- **Problem details**
Transcribe all of the records exactly, leaving every line as it is.

- **Material for the task**
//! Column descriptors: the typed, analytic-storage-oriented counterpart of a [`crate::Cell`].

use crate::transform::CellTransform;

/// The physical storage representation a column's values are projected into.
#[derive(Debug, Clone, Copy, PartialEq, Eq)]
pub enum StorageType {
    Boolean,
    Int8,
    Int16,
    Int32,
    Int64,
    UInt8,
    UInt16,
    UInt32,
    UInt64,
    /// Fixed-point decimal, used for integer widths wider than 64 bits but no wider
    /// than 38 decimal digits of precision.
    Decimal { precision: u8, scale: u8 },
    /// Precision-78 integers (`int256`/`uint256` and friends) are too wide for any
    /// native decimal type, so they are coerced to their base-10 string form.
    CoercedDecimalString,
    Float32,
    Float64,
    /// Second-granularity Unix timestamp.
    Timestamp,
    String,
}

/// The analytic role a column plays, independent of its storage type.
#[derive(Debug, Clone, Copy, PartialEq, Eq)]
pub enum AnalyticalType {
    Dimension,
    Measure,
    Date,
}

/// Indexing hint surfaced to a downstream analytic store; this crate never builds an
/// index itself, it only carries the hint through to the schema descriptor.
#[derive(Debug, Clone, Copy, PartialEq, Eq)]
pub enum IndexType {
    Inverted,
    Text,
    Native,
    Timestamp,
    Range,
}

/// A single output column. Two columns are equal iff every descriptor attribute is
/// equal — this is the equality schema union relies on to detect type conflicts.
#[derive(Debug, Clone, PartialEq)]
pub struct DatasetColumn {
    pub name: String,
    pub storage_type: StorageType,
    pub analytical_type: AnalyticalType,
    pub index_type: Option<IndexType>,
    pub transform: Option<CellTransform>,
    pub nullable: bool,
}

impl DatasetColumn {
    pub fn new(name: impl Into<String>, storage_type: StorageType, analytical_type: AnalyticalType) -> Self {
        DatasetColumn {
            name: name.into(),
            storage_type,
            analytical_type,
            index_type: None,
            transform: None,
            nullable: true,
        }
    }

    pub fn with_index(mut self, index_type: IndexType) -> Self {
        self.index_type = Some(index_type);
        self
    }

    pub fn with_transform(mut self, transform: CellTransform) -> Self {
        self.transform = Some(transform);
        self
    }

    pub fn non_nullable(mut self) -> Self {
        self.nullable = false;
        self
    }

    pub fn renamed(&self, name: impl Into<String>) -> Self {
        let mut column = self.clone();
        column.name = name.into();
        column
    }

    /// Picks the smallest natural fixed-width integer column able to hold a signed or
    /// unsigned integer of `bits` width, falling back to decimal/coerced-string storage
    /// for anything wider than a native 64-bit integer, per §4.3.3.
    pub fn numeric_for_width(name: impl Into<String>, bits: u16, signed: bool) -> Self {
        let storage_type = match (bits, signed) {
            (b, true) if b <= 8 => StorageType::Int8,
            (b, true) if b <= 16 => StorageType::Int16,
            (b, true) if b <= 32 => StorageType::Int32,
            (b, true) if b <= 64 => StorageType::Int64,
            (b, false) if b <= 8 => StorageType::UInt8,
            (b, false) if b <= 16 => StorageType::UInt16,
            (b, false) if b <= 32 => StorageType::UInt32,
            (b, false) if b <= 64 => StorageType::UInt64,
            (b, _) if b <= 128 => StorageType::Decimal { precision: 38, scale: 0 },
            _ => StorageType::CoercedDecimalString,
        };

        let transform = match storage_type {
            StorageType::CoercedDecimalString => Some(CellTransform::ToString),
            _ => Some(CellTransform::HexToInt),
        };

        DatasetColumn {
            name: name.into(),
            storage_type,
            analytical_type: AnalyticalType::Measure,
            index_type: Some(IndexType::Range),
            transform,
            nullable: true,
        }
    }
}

- **Solution for this problem**
//! Column descriptors: the typed, analytic-storage-oriented counterpart of a [`crate::Cell`].

use crate::transform::CellTransform;

/// The physical storage representation a column's values are projected into.
#[derive(Debug, Clone, Copy, PartialEq, Eq)]
pub enum StorageType {
    Boolean,
    Int8,
    Int16,
    Int32,
    Int64,
    UInt8,
    UInt16,
    UInt32,
    UInt64,
    /// Fixed-point decimal, used for integer widths wider than 64 bits but no wider
    /// than 38 decimal digits of precision.
    Decimal { precision: u8, scale: u8 },
    /// Precision-78 integers (`int256`/`uint256` and friends) are too wide for any
    /// native decimal type, so they are coerced to their base-10 string form.
    CoercedDecimalString,
    Float32,
    Float64,
    /// Second-granularity Unix timestamp.
    Timestamp,
    String,
}

/// The analytic role a column plays, independent of its storage type.
#[derive(Debug, Clone, Copy, PartialEq, Eq)]
pub enum AnalyticalType {
    Dimension,
    Measure,
    Date,
}

/// Indexing hint surfaced to a downstream analytic store; this crate never builds an
/// index itself, it only carries the hint through to the schema descriptor.
#[derive(Debug, Clone, Copy, PartialEq, Eq)]
pub enum IndexType {
    Inverted,
    Text,
    Native,
    Timestamp,
    Range,
}

/// A single output column. Two columns are equal iff every descriptor attribute is
/// equal — this is the equality schema union relies on to detect type conflicts.
#[derive(Debug, Clone, PartialEq)]
pub struct DatasetColumn {
    pub name: String,
    pub storage_type: StorageType,
    pub analytical_type: AnalyticalType,
    pub index_type: Option<IndexType>,
    pub transform: Option<CellTransform>,
    pub nullable: bool,
}

impl DatasetColumn {
    pub fn new(name: impl Into<String>, storage_type: StorageType, analytical_type: AnalyticalType) -> Self {
        DatasetColumn {
            name: name.into(),
            storage_type,
            analytical_type,
            index_type: None,
            transform: None,
            nullable: true,
        }
    }

    pub fn with_index(mut self, index_type: IndexType) -> Self {
        self.index_type = Some(index_type);
        self
    }

    pub fn with_transform(mut self, transform: CellTransform) -> Self {
        self.transform = Some(transform);
        self
    }

    pub fn non_nullable(mut self) -> Self {
        self.nullable = false;
        self
    }

    pub fn renamed(&self, name: impl Into<String>) -> Self {
        let mut column = self.clone();
        column.name = name.into();
        column
    }

    /// Picks the smallest natural fixed-width integer column able to hold a signed or
    /// unsigned integer of `bits` width, falling back to decimal/coerced-string storage
    /// for anything wider than a native 64-bit integer, per §4.3.3.
    pub fn numeric_for_width(name: impl Into<String>, bits: u16, signed: bool) -> Self {
        let storage_type = match (bits, signed) {
            (b, true) if b <= 8 => StorageType::Int8,
            (b, true) if b <= 16 => StorageType::Int16,
            (b, true) if b <= 32 => StorageType::Int32,
            (b, true) if b <= 64 => StorageType::Int64,
            (b, false) if b <= 8 => StorageType::UInt8,
            (b, false) if b <= 16 => StorageType::UInt16,
            (b, false) if b <= 32 => StorageType::UInt32,
            (b, false) if b <= 64 => StorageType::UInt64,
            (b, _) if b <= 128 => StorageType::Decimal { precision: 38, scale: 0 },
            _ => StorageType::CoercedDecimalString,
        };

        let transform = match storage_type {
            StorageType::CoercedDecimalString => Some(CellTransform::ToString),
            _ => Some(CellTransform::HexToInt),
        };

        DatasetColumn {
            name: name.into(),
            storage_type,
            analytical_type: AnalyticalType::Measure,
            index_type: Some(IndexType::Range),
            transform,
            nullable: true,
        }
    }
}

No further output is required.